Minister of Secondary Education and Technical and Vocational Training
- In office 9 August 2019 – 6 August 2020
- Succeeded by: (self)

Minister of National Education and Reform of Education System
- In office 9 August 2020 – 6 September 2022
- Preceded by: (self)
- Succeeded by: Adama Bokar Soko

Personal details
- Born: 15 December 1968 (age 57)
- Occupation: Educationalist; politician;

= Mohamed Melainine Ould Eyih =

Mauritanian educationalist and politician

Mohamed Melainine Ould Eyih (Note: محمد ماء العينين ولد أييه) (born 15 December 1968) is a Mauritanian politician and educationalist. He served as Minister of National Education and Education System Reform from 2019 to 2022.

==Educationalist==

Mohamed Melainine Ould Eyih was born on 15 December 1968 in Atar, Mauritania.
From September 1990 to October 1995 he was a teacher at the Nouakchott Technical High School.
From October 1995 to October 1997 he was an expert advisor on engineering training at the Resource and Monitoring Center for Technical Education and Vocational Training (CRES).
From October 1997 to July 2002 he was coordinator of the CRES.
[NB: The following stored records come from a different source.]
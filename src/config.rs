//! Command-line and environment configuration.

use crate::error::AppError;
use clap::error::{ContextKind, ContextValue, ErrorKind};
use clap::Parser;
use std::path::{Path, PathBuf};

pub const DEFAULT_THRESHOLD: f64 = 0.30;

/// Well production analysis: clean daily records, compute per-well KPIs,
/// flag day-over-day anomalies and render trend charts.
#[derive(Debug, Clone, Parser)]
#[command(name = "well_report", version)]
pub struct Cli {
    /// Production CSV with Well_name, Date, Oil_rate, Gas_rate, Water_rate columns.
    #[arg(value_name = "INPUT")]
    pub input: PathBuf,

    /// Fractional day-over-day change that counts as an anomaly (0.3 = 30%).
    #[arg(long, env = "WELL_REPORT_THRESHOLD", default_value_t = DEFAULT_THRESHOLD, allow_negative_numbers = true)]
    pub threshold: f64,

    /// Directory for CSV, JSON and chart outputs.
    #[arg(long, env = "WELL_REPORT_OUT_DIR", default_value = ".")]
    pub out_dir: PathBuf,

    /// Skip chart rendering.
    #[arg(long)]
    pub no_charts: bool,

    /// Rows shown in terminal previews.
    #[arg(long, default_value_t = 10)]
    pub preview_rows: usize,

    /// Log filter for diagnostics on stderr (error, warn, info, debug, trace).
    #[arg(long, env = "WELL_REPORT_LOG", default_value = "warn")]
    pub log_level: String,
}

/// Validated settings for one run.
#[derive(Debug, Clone)]
pub struct RunConfig {
    pub input: PathBuf,
    pub threshold: f64,
    pub out_dir: PathBuf,
    pub charts: bool,
    pub preview_rows: usize,
}

impl Cli {
    /// Parse arguments, turning argument-count mistakes into a usage error
    /// with its own exit code. Help and version requests are handed back
    /// as `Ok(None)` after being printed.
    pub fn try_parse_args<I, T>(args: I) -> Result<Option<Cli>, AppError>
    where
        I: IntoIterator<Item = T>,
        T: Into<std::ffi::OsString> + Clone,
    {
        match Cli::try_parse_from(args) {
            Ok(cli) => Ok(Some(cli)),
            Err(e) => match e.kind() {
                ErrorKind::DisplayHelp | ErrorKind::DisplayVersion => {
                    let _ = e.print();
                    Ok(None)
                }
                ErrorKind::MissingRequiredArgument => {
                    Err(AppError::Usage("Too few command-line arguments.".to_string()))
                }
                ErrorKind::UnknownArgument if !is_flag(&e) => {
                    Err(AppError::Usage("Too many command-line arguments.".to_string()))
                }
                _ => Err(AppError::Usage(e.to_string().trim_end().to_string())),
            },
        }
    }

    pub fn into_config(self) -> Result<RunConfig, AppError> {
        validate_threshold(self.threshold)?;
        validate_extension(&self.input)?;
        Ok(RunConfig {
            input: self.input,
            threshold: self.threshold,
            out_dir: self.out_dir,
            charts: !self.no_charts,
            preview_rows: self.preview_rows,
        })
    }
}

// A stray positional shows up as an unknown argument without a leading dash.
fn is_flag(e: &clap::Error) -> bool {
    matches!(
        e.get(ContextKind::InvalidArg),
        Some(ContextValue::String(s)) if s.starts_with('-')
    )
}

pub fn validate_threshold(threshold: f64) -> Result<(), AppError> {
    if threshold.is_finite() && threshold >= 0.0 {
        Ok(())
    } else {
        Err(AppError::InvalidThreshold(threshold))
    }
}

pub fn validate_extension(path: &Path) -> Result<(), AppError> {
    let is_csv = path
        .extension()
        .and_then(|e| e.to_str())
        .is_some_and(|e| e.eq_ignore_ascii_case("csv"));
    if is_csv {
        Ok(())
    } else {
        Err(AppError::BadExtension(path.to_path_buf()))
    }
}

#[cfg(test)]
mod tests {
    use super::*;

    #[test]
    fn defaults_apply() {
        let cli = Cli::try_parse_args(["well_report", "data.csv"]).unwrap().unwrap();
        assert_eq!(cli.input, PathBuf::from("data.csv"));
        assert_eq!(cli.out_dir, PathBuf::from("."));
        assert!(!cli.no_charts);
        let config = cli.into_config().unwrap();
        assert!(config.charts);
        assert!(config.threshold >= 0.0);
    }

    #[test]
    fn flags_override_defaults() {
        let cli = Cli::try_parse_args([
            "well_report",
            "data.CSV",
            "--threshold",
            "0.5",
            "--out-dir",
            "reports",
            "--no-charts",
        ])
        .unwrap()
        .unwrap();
        let config = cli.into_config().unwrap();
        assert_eq!(config.threshold, 0.5);
        assert_eq!(config.out_dir, PathBuf::from("reports"));
        assert!(!config.charts);
    }

    #[test]
    fn argument_count_errors_are_usage_errors() {
        let err = Cli::try_parse_args(["well_report"]).unwrap_err();
        assert_eq!(err.to_string(), "Too few command-line arguments.");
        assert_eq!(err.exit_code(), 2);

        let err = Cli::try_parse_args(["well_report", "a.csv", "b.csv"]).unwrap_err();
        assert_eq!(err.to_string(), "Too many command-line arguments.");
        assert_eq!(err.exit_code(), 2);
    }

    #[test]
    fn extension_must_be_csv() {
        assert!(validate_extension(Path::new("wells.csv")).is_ok());
        assert!(validate_extension(Path::new("wells.Csv")).is_ok());
        let err = validate_extension(Path::new("wells.xlsx")).unwrap_err();
        assert_eq!(err.exit_code(), 3);
        assert!(validate_extension(Path::new("wells")).is_err());
    }

    #[test]
    fn threshold_must_be_non_negative_and_finite() {
        assert!(validate_threshold(0.0).is_ok());
        assert!(validate_threshold(0.3).is_ok());
        assert!(matches!(validate_threshold(-0.1), Err(AppError::InvalidThreshold(_))));
        assert!(validate_threshold(f64::NAN).is_err());
        assert!(validate_threshold(f64::INFINITY).is_err());
    }
}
From July 2002 to August 2015 Mohamed Melainine O. Eyih was Director of the National Institute for the Promotion of Technical and Vocational Training (INAP-FTP).
From August 2015 to August 2019 he was Coordinator of the SWEDD Project: Women's Empowerment and Demographic Dividend in the Sahel, which was funded by the World Bank.

==Minister==

On 9 August 2019 Mohamed Melainine Ould Eyih took office as Minister of Secondary Education and Technical and Vocational Training in the government of prime minister Ismaïl Ould Bedde Ould Cheikh Sidiya.
On 9 August 2020, Mohamed Aïnina Ould Eyih was named Minister of National Education, Reform, Technical Training and Reform in the cabinet of prime minister Mohamed Ould Bilal.
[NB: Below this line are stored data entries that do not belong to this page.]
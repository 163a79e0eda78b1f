use crate::error::AppError;
use crate::types::{RawRow, REQUIRED_COLUMNS};
use csv::{ReaderBuilder, StringRecord};
use std::io::ErrorKind;
use std::path::Path;
use tracing::{debug, info};

#[derive(Debug, Clone, Default, PartialEq)]
pub struct LoadReport {
    pub rows_read: usize,
    pub malformed_rows: usize,
    pub latin1_fallback: bool,
}

/// Read a production CSV into raw rows.
///
/// File-level failures (missing, unreadable, empty, wrong columns) are fatal.
/// Individual records with CSV syntax problems or a wrong field count are
/// skipped and counted in the report.
pub fn load_raw(path: &Path) -> Result<(Vec<RawRow>, LoadReport), AppError> {
    let bytes = std::fs::read(path).map_err(|e| match e.kind() {
        ErrorKind::NotFound => AppError::NotFound(path.to_path_buf()),
        ErrorKind::PermissionDenied => AppError::PermissionDenied(path.to_path_buf()),
        _ => AppError::Unreadable { path: path.to_path_buf(), source: e },
    })?;

    let (text, latin1_fallback) = decode_text(bytes);
    if text.trim().is_empty() {
        return Err(AppError::EmptyFile(path.to_path_buf()));
    }
    if latin1_fallback {
        debug!(path = %path.display(), "input is not UTF-8, decoded as Latin-1");
    }

    let (rows, mut report) = parse_rows(&text)?;
    report.latin1_fallback = latin1_fallback;
    info!(
        path = %path.display(),
        rows = report.rows_read,
        malformed = report.malformed_rows,
        "loaded production data"
    );
    Ok((rows, report))
}

/// Parse CSV text with a header line into raw rows.
pub fn parse_rows(text: &str) -> Result<(Vec<RawRow>, LoadReport), AppError> {
    let mut rdr = ReaderBuilder::new().flexible(true).from_reader(text.as_bytes());

    let headers = rdr
        .headers()
        .map_err(|_| AppError::MissingColumns(REQUIRED_COLUMNS.iter().map(|c| c.to_string()).collect()))?
        .clone();
    let headers = normalize_headers(&headers);
    let missing: Vec<String> = REQUIRED_COLUMNS
        .iter()
        .filter(|&&c| !headers.iter().any(|h| h == c))
        .map(|c| c.to_string())
        .collect();
    if !missing.is_empty() {
        return Err(AppError::MissingColumns(missing));
    }

    let mut rows = Vec::new();
    let mut malformed_rows = 0usize;
    for result in rdr.records() {
        let record = match result {
            Ok(r) if r.len() == headers.len() => r,
            Ok(r) => {
                debug!(line = ?r.position().map(|p| p.line()), "skipping row with wrong field count");
                malformed_rows += 1;
                continue;
            }
            Err(e) => {
                debug!(error = %e, "skipping unparseable row");
                malformed_rows += 1;
                continue;
            }
        };
        match record.deserialize::<RawRow>(Some(&headers)) {
            Ok(row) => rows.push(row),
            Err(_) => malformed_rows += 1,
        }
    }

    let report = LoadReport { rows_read: rows.len(), malformed_rows, latin1_fallback: false };
    Ok((rows, report))
}

fn decode_text(bytes: Vec<u8>) -> (String, bool) {
    match String::from_utf8(bytes) {
        Ok(s) => (s, false),
        // Latin-1 maps every byte straight to the code point of the same value.
        Err(e) => (e.into_bytes().iter().map(|&b| b as char).collect(), true),
    }
}

fn normalize_headers(headers: &StringRecord) -> StringRecord {
    // Spreadsheet exports often prefix the first header with a BOM.
    headers
        .iter()
        .map(|h| h.trim().trim_start_matches('\u{feff}').to_string())
        .collect()
}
In August 2021 the Ministry of National Education announced that just 8% of secondary school leavers had succeeded in passing the 2021 baccalaureate, making them eligible for higher education.
This compared to 16% in 2020.
Higher education enrolment in Mauritania at 5.76% is far lower than in neighboring Morocco (38%), Algeria (51%) and Tunisia (32%).
Mohamed Melainine Ould Eyih said “Weak baccalaureate results were expected due to the structural imbalances in the educational system, the impact of two years of the pandemic, and new procedures for regulating exams ... These baccalaureate results will be subject to careful analysis in order to re-structure the secondary education divisions.”

In September 2021 Mohamed Melainine Ould Eyih visited the Kouroudjel school.
There he announced launch of a national school nutrition program.
In February 2022 a coalition of education unions called a five-day strike, which was observed by most teachers.
Issues included inadequate salaries and bonuses, use of assistant teachers, unfair treatment of teachers on permanent contracts and failure to allocate land or housing to teachers.
Mohamed Melainine Ould Eyih was reported to have said "the strike will achieve nothing".

In March 2022 Prime Minister Mohamed Ould Bilal announced that his government had resigned after receiving strong criticism from President Ghazouani.
On 31 March 2022 Mohamed Melainine Ould Eyih was named Minister of National Education and Reform of the Educational System, and also Government Spokesperson.

In July 2022 the National Assembly of Mauritania passed a new law under which sciences would be taught in their native language to speakers of languages such as Hassaniya, Wolof, Peul and Soninké.
These students would also be taught Arabic.
Mohamed Melainine Ould Eyih said the purpose was to "put an end to the alarming deterioration of the national education system".
Black activists decried the law, which they said "enshrines the linguistic injustice in the country".

In July 2022 President Mohamed Ould Ghazouani renamed the Union pour la République (UPR) to Parti El Insaf, meaning "fairness" or "equity" in Arabic. Mohamed Malainine Ould Eyih was made leader of the new party.

==Later career==
In September 2022 Mauritanian President Mohamed Ould Cheikh El Ghazouani made some changes to the cabinet of Prime Minister Mohamed Ould Bilal.
Adama Bocar Soko, Minister of Agriculture, was made Minister of National Education and Reform of the Education System in place of Mohamed Melainine Ould Eyih, who was leaving the government to focus on his presidency of the ruling party, Equity Party, before the next elections.

During the run-up to the 29 June 2024 presidential elections, as president of the Equity Party founded in 2022 by President Mohamed Cheikh Ould El Ghazouani, Mohamed Melainine Ould Eyih met with a Polisario delegation.

==Diplomas==
- Master's degree in Economic Sciences, Specialization: Work, Employment, Training, Specialization: Training Engineering and Employment Systems / University of Toulouse 1, Social Sciences – France.
- Master's degree in technical education at the Higher Center for Technical Education and ENNA of Paris-Nord.